1. Normalize the features in the training data using $z$-score normalization.

2. Initialize the weights for the gradient descent algorithm all zeros i.e.
\begin{align}
\vec{w} = 
\begin{bmatrix}
0\\
0\\
0\\
\vdots\\
0
\end{bmatrix}
\end{align}

3. Using the following data set of parameters:

  * **Housing**: learning rate $= 0.4 \times 10^{-3}$, tolerance $= 0.5 \times 10^{-2}$.

  * **Yacht**: learning rate $= 0.1 \times 10^{-2}$, tolaerance $=0.1 \times 10^{-2}$

  * **Concrete**: learning rate $= 0.7 \times 10^{-3}$, tolerance $ = 0.1 \times 10^{-3}$.

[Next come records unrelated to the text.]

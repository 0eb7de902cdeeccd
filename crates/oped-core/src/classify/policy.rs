//! Per-page classification policy.
//!
//! Decides each page in two stages: a sparse-text gate that skips the remote
//! classifier entirely, then the remote call with a keyword fallback on any
//! negative or failed outcome. The asymmetry is recall-biased: a model false
//! negative or a transient API failure must not drop a page that carries an
//! unambiguous section keyword.

use std::sync::Arc;

use tracing::{debug, warn};

use crate::classify::KeywordMatcher;
use crate::traits::RemoteClassifier;
use crate::types::{Page, PageLabel, Verdict, VerdictSource};

/// Labels pages using the remote classifier with keyword fallback.
pub struct PagePolicy {
    classifier: Arc<dyn RemoteClassifier>,
    keywords: KeywordMatcher,
    sparse_threshold: usize,
    min_text_length: Option<usize>,
}

impl PagePolicy {
    pub fn new(classifier: Arc<dyn RemoteClassifier>, keywords: KeywordMatcher) -> Self {
        Self {
            classifier,
            keywords,
            sparse_threshold: 40,
            min_text_length: None,
        }
    }

    /// Builder: set the stripped-text length below which the remote
    /// classifier is skipped.
    pub fn with_sparse_threshold(mut self, threshold: usize) -> Self {
        self.sparse_threshold = threshold;
        self
    }

    /// Builder: drop pages shorter than this outright, with no keyword
    /// check. Off by default.
    pub fn with_min_text_length(mut self, min: Option<usize>) -> Self {
        self.min_text_length = min;
        self
    }

    /// Produce the single verdict for a page. Infallible: every failure in
    /// the remote path is absorbed into the keyword fallback.
    pub async fn label_page(&self, page: &Page) -> Verdict {
        let stripped_len = page.stripped_len();

        if let Some(min) = self.min_text_length {
            if stripped_len < min {
                debug!("Page {} below minimum length ({} chars), dropped", page.index + 1, stripped_len);
                return Verdict::new(PageLabel::Other, VerdictSource::MinLength);
            }
        }

        if stripped_len < self.sparse_threshold {
            // Too little text for the model; keywords still count.
            return match self.keywords.find_match(&page.text) {
                Some(kw) => Verdict::new(PageLabel::Opinion, VerdictSource::SparseKeyword)
                    .with_rationale(kw),
                None => Verdict::new(PageLabel::Other, VerdictSource::SparseKeyword),
            };
        }

        match self.classifier.classify(&page.text).await {
            Ok(judgment) if judgment.is_editorial => {
                let verdict = Verdict::new(PageLabel::Editorial, VerdictSource::Llm);
                match judgment.reason {
                    Some(reason) => verdict.with_rationale(reason),
                    None => verdict,
                }
            }
            Ok(_) => self.keyword_fallback(&page.text),
            Err(e) => {
                warn!(
                    "Remote classification failed on page {}, using keyword fallback: {}",
                    page.index + 1,
                    e
                );
                self.keyword_fallback(&page.text)
            }
        }
    }

    /// Keyword decision over the full original text, not the truncated
    /// prompt text.
    fn keyword_fallback(&self, text: &str) -> Verdict {
        match self.keywords.find_match(text) {
            Some(kw) => Verdict::new(PageLabel::Opinion, VerdictSource::Keyword).with_rationale(kw),
            None => Verdict::new(PageLabel::Other, VerdictSource::Keyword),
        }
    }
}
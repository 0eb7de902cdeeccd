//! Page classification: keyword fallback and the per-page policy.

mod keyword;
mod policy;

pub use keyword::*;
pub use policy::*;
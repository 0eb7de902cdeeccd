//! Judgment parsing from model output.
//!
//! Models in JSON mode still wander: markdown fences, prose around the
//! object, trailing commentary. Parsing is strict first, then recovers by
//! re-parsing the outermost `{...}` span. Anything beyond that is a parse
//! failure the caller turns into a keyword fallback.

use oped_core::error::{OpedError, OpedResult};
use oped_core::types::Judgment;

/// Parse a model answer into a [`Judgment`].
///
/// A JSON object without an `is_editorial` field parses as a negative
/// judgment; a payload with no parseable object at all is an error.
pub fn parse_judgment(raw: &str) -> OpedResult<Judgment> {
    let trimmed = raw.trim();

    if let Ok(judgment) = serde_json::from_str::<Judgment>(trimmed) {
        return Ok(judgment);
    }

    let candidate = extract_json(trimmed);
    serde_json::from_str::<Judgment>(candidate).map_err(|e| {
        OpedError::response_parse(format!("No JSON judgment in model output: {}", e))
    })
}

/// Extract the outermost `{...}` span from a response that may carry
/// markdown code blocks or surrounding prose.
fn extract_json(response: &str) -> &str {
    if let (Some(start), Some(end)) = (response.find('{'), response.rfind('}')) {
        if end > start {
            return &response[start..=end];
        }
    }
    response
}
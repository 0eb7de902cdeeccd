//! oped-core - Core library for oped.
//!
//! This crate provides the traits, types, classification policy, and
//! consolidation pipeline for extracting the editorial/opinion pages out of
//! newspaper PDFs. Concrete PDF and LLM backends live in their own crates
//! and plug in through the traits defined here.
//!
//! # Example
//!
//! ```ignore
//! use oped_core::{Consolidator, KeywordMatcher, PagePolicy};
//!
//! let policy = PagePolicy::new(classifier, KeywordMatcher::default())
//!     .with_sparse_threshold(40);
//! let mut consolidator = Consolidator::new(source, sink, policy);
//!
//! let summary = consolidator.run(&inputs, &output).await?;
//! println!("{} of {} pages selected", summary.pages_selected, summary.pages_seen);
//! ```

pub mod classify;
pub mod config;
pub mod error;
pub mod extract;
pub mod pipeline;
pub mod retry;
pub mod traits;
pub mod types;

// Re-export commonly used types
pub use classify::{KeywordMatcher, PagePolicy, DEFAULT_KEYWORDS};
pub use config::RunConfig;
pub use error::{OpedError, OpedResult};
pub use pipeline::Consolidator;
pub use retry::RetryPolicy;
pub use traits::{ClassifierConfig, DocumentSource, PageSink, RemoteClassifier, SourceDocument};
pub use types::{
    DocumentSummary, Judgment, Page, PageLabel, RunSummary, Verdict, VerdictSource,
};
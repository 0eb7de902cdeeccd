//! oped-llm - Remote LLM classifier implementations for oped.
//!
//! This crate provides the Gemini-backed page classifier used as the
//! primary signal in the classification policy, plus the prompt and
//! response-parsing helpers it is built from.
//!
//! # Example
//!
//! ```ignore
//! use oped_llm::ClassifierFactory;
//!
//! // API key from GEMINI_API_KEY, model defaulted
//! let classifier = ClassifierFactory::create(Default::default())?;
//!
//! // Or with a specific model
//! let classifier = ClassifierFactory::with_model("gemini-2.5-flash")?;
//! ```

mod factory;
mod gemini;
pub mod prompt;
pub mod response;

pub use factory::ClassifierFactory;
pub use gemini::GeminiClassifier;

// Re-export core types for convenience
pub use oped_core::traits::{ClassifierConfig, RemoteClassifier};
pub use oped_core::types::Judgment;
//! Core traits for oped collaborators.

mod classifier;
mod document;

pub use classifier::*;
pub use document::*;
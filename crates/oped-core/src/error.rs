//! Error types for oped operations.

use std::path::Path;

use thiserror::Error;

/// Result type alias for oped operations.
pub type OpedResult<T> = Result<T, OpedError>;

/// Main error type for all oped operations.
///
/// Only `Config`, `NoDocuments` and `OutputWrite` are allowed to end a run.
/// Everything else is recovered at the page or document level: an unreadable
/// document is skipped, a failed page extraction degrades to empty text, and
/// a failed remote classification falls back to the keyword matcher.
#[derive(Error, Debug)]
pub enum OpedError {
    /// Configuration error (missing credential, bad settings).
    #[error("Configuration error: {0}")]
    Config(String),

    /// The input directory contains no PDF documents.
    #[error("No PDF documents found under {}", .dir.display())]
    NoDocuments { dir: std::path::PathBuf },

    /// A document could not be opened or parsed.
    #[error("Cannot open document {}: {message}", .path.display())]
    DocumentOpen {
        path: std::path::PathBuf,
        message: String,
    },

    /// A single page could not be read or copied.
    #[error("Page {page} could not be processed: {message}")]
    PageExtraction { page: usize, message: String },

    /// Transport-level failure talking to the remote classifier.
    #[error("Transport error: {message}")]
    Transport { message: String },

    /// The remote classifier answered, but the payload was unusable.
    #[error("Unparseable classifier response: {message}")]
    ResponseParse { message: String },

    /// The consolidated output could not be written.
    #[error("Cannot write output {}: {message}", .path.display())]
    OutputWrite {
        path: std::path::PathBuf,
        message: String,
    },

    /// IO error.
    #[error("IO error: {0}")]
    Io(#[from] std::io::Error),

    /// JSON serialization error.
    #[error("Serialization error: {0}")]
    Serialization(#[from] serde_json::Error),
}

impl OpedError {
    /// Create a configuration error.
    pub fn config(message: impl Into<String>) -> Self {
        Self::Config(message.into())
    }

    /// Create a document open error.
    pub fn document_open(path: impl AsRef<Path>, message: impl Into<String>) -> Self {
        Self::DocumentOpen {
            path: path.as_ref().to_path_buf(),
            message: message.into(),
        }
    }

    /// Create a page extraction error.
    pub fn page_extraction(page: usize, message: impl Into<String>) -> Self {
        Self::PageExtraction {
            page,
            message: message.into(),
        }
    }

    /// Create a transport error.
    pub fn transport(message: impl Into<String>) -> Self {
        Self::Transport {
            message: message.into(),
        }
    }

    /// Create a response parse error.
    pub fn response_parse(message: impl Into<String>) -> Self {
        Self::ResponseParse {
            message: message.into(),
        }
    }

    /// Create an output write error.
    pub fn output_write(path: impl AsRef<Path>, message: impl Into<String>) -> Self {
        Self::OutputWrite {
            path: path.as_ref().to_path_buf(),
            message: message.into(),
        }
    }

    /// Whether this error is a transport failure eligible for retry.
    pub fn is_transport(&self) -> bool {
        matches!(self, Self::Transport { .. })
    }
}
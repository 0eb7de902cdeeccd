//! oped - consolidate editorial and opinion pages from newspaper PDFs.
//!
//! Scans a directory of PDF files, classifies every page with the Gemini
//! API (falling back to section keywords when the model is unavailable or
//! the page is nearly empty) and writes the selected pages into a single
//! consolidated PDF.
//!
//! # Configuration
//!
//! Set these environment variables before running:
//!
//! - `GEMINI_API_KEY` - Required for remote page classification
//! - `OPED_INPUT_DIR` - Input directory, if not passed as `--input-dir`
//! - `OPED_BASE_URL` / `OPED_TIMEOUT_SECS` - Optional API endpoint tuning
//!
//! Every flag below also has an `OPED_*` environment counterpart; flags
//! win over the environment, the environment wins over built-in defaults.

use std::path::{Path, PathBuf};
use std::str::FromStr;

use clap::Parser;
use glob::MatchOptions;
use tracing::{info, warn, Level};
use tracing_subscriber::{fmt, prelude::*, EnvFilter};

use oped_core::classify::{KeywordMatcher, PagePolicy, DEFAULT_KEYWORDS};
use oped_core::config::{RunConfig, DEFAULT_OUTPUT, DEFAULT_SPARSE_THRESHOLD};
use oped_core::error::OpedError;
use oped_core::pipeline::Consolidator;
use oped_core::retry::RetryPolicy;
use oped_core::traits::{ClassifierConfig, PageSink};
use oped_llm::ClassifierFactory;
use oped_pdf::{LopdfSink, LopdfSource};

/// Consolidate editorial and opinion pages from a directory of newspaper PDFs
#[derive(Parser)]
#[command(name = "oped")]
#[command(author, version, about, long_about = None)]
struct Cli {
    /// Directory scanned for PDF documents
    #[arg(short, long)]
    input_dir: Option<PathBuf>,

    /// Path of the consolidated output PDF
    #[arg(short, long)]
    output: Option<PathBuf>,

    /// Model identifier for the remote classifier
    #[arg(short, long)]
    model: Option<String>,

    /// Stripped-text length below which the remote classifier is skipped
    #[arg(long)]
    sparse_threshold: Option<usize>,

    /// Drop pages with less stripped text than this outright
    #[arg(long)]
    min_text_length: Option<usize>,

    /// Maximum page-text characters embedded in the classification prompt
    #[arg(long)]
    prompt_budget: Option<usize>,

    /// Attempts per page before the keyword fallback takes over
    #[arg(long)]
    max_attempts: Option<u32>,

    /// Initial retry backoff in milliseconds
    #[arg(long)]
    backoff_ms: Option<u64>,

    /// Retry backoff multiplier
    #[arg(long)]
    backoff_factor: Option<f32>,

    /// Comma-separated keyword list for the fallback classifier
    #[arg(long)]
    keywords: Option<String>,

    /// Enable verbose output
    #[arg(short, long, action = clap::ArgAction::Count)]
    verbose: u8,
}

#[tokio::main]
async fn main() -> anyhow::Result<()> {
    // Load environment variables
    dotenvy::dotenv().ok();

    let cli = Cli::parse();

    // Set up logging; progress lines are INFO, RUST_LOG still wins
    let level = match cli.verbose {
        0 => Level::INFO,
        1 => Level::DEBUG,
        _ => Level::TRACE,
    };
    tracing_subscriber::registry()
        .with(fmt::layer().with_target(false))
        .with(EnvFilter::from_default_env().add_directive(level.into()))
        .init();

    let config = build_config(cli)?;
    run(config).await
}

/// Merge flags, environment variables and defaults into one [`RunConfig`].
fn build_config(cli: Cli) -> anyhow::Result<RunConfig> {
    let input_dir: PathBuf = resolve(cli.input_dir, "OPED_INPUT_DIR")?.ok_or_else(|| {
        anyhow::anyhow!("No input directory given (set --input-dir or OPED_INPUT_DIR)")
    })?;
    let output = resolve(cli.output, "OPED_OUTPUT")?.unwrap_or_else(|| PathBuf::from(DEFAULT_OUTPUT));

    let classifier_defaults = ClassifierConfig::default();
    let retry_defaults = RetryPolicy::default();
    let classifier = ClassifierConfig {
        model: resolve(cli.model, "OPED_MODEL")?.unwrap_or_default(),
        api_key: None,
        base_url: resolve(None, "OPED_BASE_URL")?,
        prompt_budget: resolve(cli.prompt_budget, "OPED_PROMPT_BUDGET")?
            .unwrap_or(classifier_defaults.prompt_budget),
        timeout_secs: resolve(None, "OPED_TIMEOUT_SECS")?
            .unwrap_or(classifier_defaults.timeout_secs),
        retry: RetryPolicy {
            max_attempts: resolve(cli.max_attempts, "OPED_MAX_ATTEMPTS")?
                .unwrap_or(retry_defaults.max_attempts),
            initial_delay_ms: resolve(cli.backoff_ms, "OPED_BACKOFF_MS")?
                .unwrap_or(retry_defaults.initial_delay_ms),
            max_delay_ms: retry_defaults.max_delay_ms,
            multiplier: resolve(cli.backoff_factor, "OPED_BACKOFF_FACTOR")?
                .unwrap_or(retry_defaults.multiplier),
        },
    };

    let keywords = match resolve(cli.keywords, "OPED_KEYWORDS")? {
        Some(raw) => parse_keyword_list(&raw),
        None => DEFAULT_KEYWORDS.iter().map(|s| s.to_string()).collect(),
    };

    Ok(RunConfig {
        input_dir,
        output,
        classifier,
        sparse_threshold: resolve(cli.sparse_threshold, "OPED_SPARSE_THRESHOLD")?
            .unwrap_or(DEFAULT_SPARSE_THRESHOLD),
        min_text_length: resolve(cli.min_text_length, "OPED_MIN_TEXT_LENGTH")?,
        keywords,
    })
}

async fn run(config: RunConfig) -> anyhow::Result<()> {
    if !config.input_dir.is_dir() {
        anyhow::bail!("Input directory not found: {}", config.input_dir.display());
    }

    // Build the classifier first so a missing credential fails before any
    // document is touched.
    let classifier = ClassifierFactory::create(config.classifier.clone())?;
    info!("Using model {}", classifier.model_name());

    let inputs = scan_for_pdfs(&config.input_dir)?;
    info!(
        "Found {} PDF documents in {}",
        inputs.len(),
        config.input_dir.display()
    );

    let keywords = KeywordMatcher::new(config.keywords.iter());
    let policy = PagePolicy::new(classifier, keywords)
        .with_sparse_threshold(config.sparse_threshold)
        .with_min_text_length(config.min_text_length);

    let mut consolidator = Consolidator::new(LopdfSource::new(), LopdfSink::new(), policy);
    let summary = consolidator.run(&inputs, &config.output).await?;

    if summary.documents_skipped() > 0 {
        warn!("{} documents could not be read", summary.documents_skipped());
    }
    info!(
        "{} editorial and {} opinion pages out of {} scanned",
        summary.editorial, summary.opinion, summary.pages_seen
    );

    let written = consolidator.sink().page_count();
    if written > 0 {
        println!(
            "\nSUCCESS: Extracted {} pages into '{}'",
            written,
            config.output.display()
        );
    } else {
        println!("\nNo editorial/opinion pages found.");
    }
    Ok(())
}

/// Find every PDF directly under `dir`, case-insensitive on the extension,
/// in lexicographic order. An empty result is an error: a run with nothing
/// to scan is always a misconfiguration.
fn scan_for_pdfs(dir: &Path) -> anyhow::Result<Vec<PathBuf>> {
    let pattern = dir.join("*.pdf");
    let options = MatchOptions {
        case_sensitive: false,
        ..MatchOptions::default()
    };
    let mut paths: Vec<PathBuf> = glob::glob_with(&pattern.to_string_lossy(), options)?
        .filter_map(Result::ok)
        .collect();
    paths.sort();

    if paths.is_empty() {
        return Err(OpedError::NoDocuments {
            dir: dir.to_path_buf(),
        }
        .into());
    }
    Ok(paths)
}

/// Flag value if present, otherwise the environment variable, parsed.
fn resolve<T>(flag: Option<T>, env_name: &str) -> anyhow::Result<Option<T>>
where
    T: FromStr,
    T::Err: std::fmt::Display,
{
    if flag.is_some() {
        return Ok(flag);
    }
    match std::env::var(env_name) {
        Ok(raw) if !raw.trim().is_empty() => raw
            .trim()
            .parse::<T>()
            .map(Some)
            .map_err(|e| anyhow::anyhow!("Invalid {}: {}", env_name, e)),
        _ => Ok(None),
    }
}

fn parse_keyword_list(raw: &str) -> Vec<String> {
    raw.split(',')
        .map(|k| k.trim().to_string())
        .filter(|k| !k.is_empty())
        .collect()
}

Note: Here tolerance is defined based on the differenmt in root mean squared error (RMSE) measured on the training set between successive iterations. Where, RMSE is defined as 

\begin{align}
RMSE = \sqrt{\frac{SSE}{N}}
\end{align}

$N$ is the number of training instances.

4. Be sure to set a maximum number of interations (recommended maximum iterations = 50000) so that the algorithm does not run forever.

# **Normalization**:

In the previous assignment we normalized the entire dataset prior to learning, and then used ten-fold cross validation to evaluate the performance of the learning algorithm. However, the correct way of normalizing data would be to normalize the training data and record the normalize paraters (i.e. mean and standard deviation) for $z$-score normalization and min and max feature values for feature rescaling. This minimizes the chances of introducing any bias buring the performance evaluation of the learning algorithm. In  a real work scenario you would not have access to test data during the training phase.

To **summarize**: only nomralize your training data and then use nomalization parameters to normalize your test data and then estimate the accuracy/error.

**Adding the Constant Feature**: For every regression problem remember to add a column of ones to your dataset.

# **Least Regression using Normal Equations**

Use the `housing` and `yacht` data set to estimate the regression using normal equation. Contrast the performance (measured through RMSE) to the results obtained using gradient descent algorithm. In this problem, you will calculate the analytic solution that we obtained through Noraml Equations to learn your weight vector, and constrast the performance (training and test RMSE) for your graident-descent based impmentation for problem-1.

Students should add the following functions to their model and verify the results:

1. Add **regularization** term using $\|\vec{\theta}\|_{2}^{2}$ to:
  * **Normal equation** (closed form solution) [5 points]
  * **Gradient Descent** [5 points]
  * Be sure to pass the **regularization** as a **parameter** to your **class**, so you could run your model **with** regularization or **without** regularization term (version we saw in class)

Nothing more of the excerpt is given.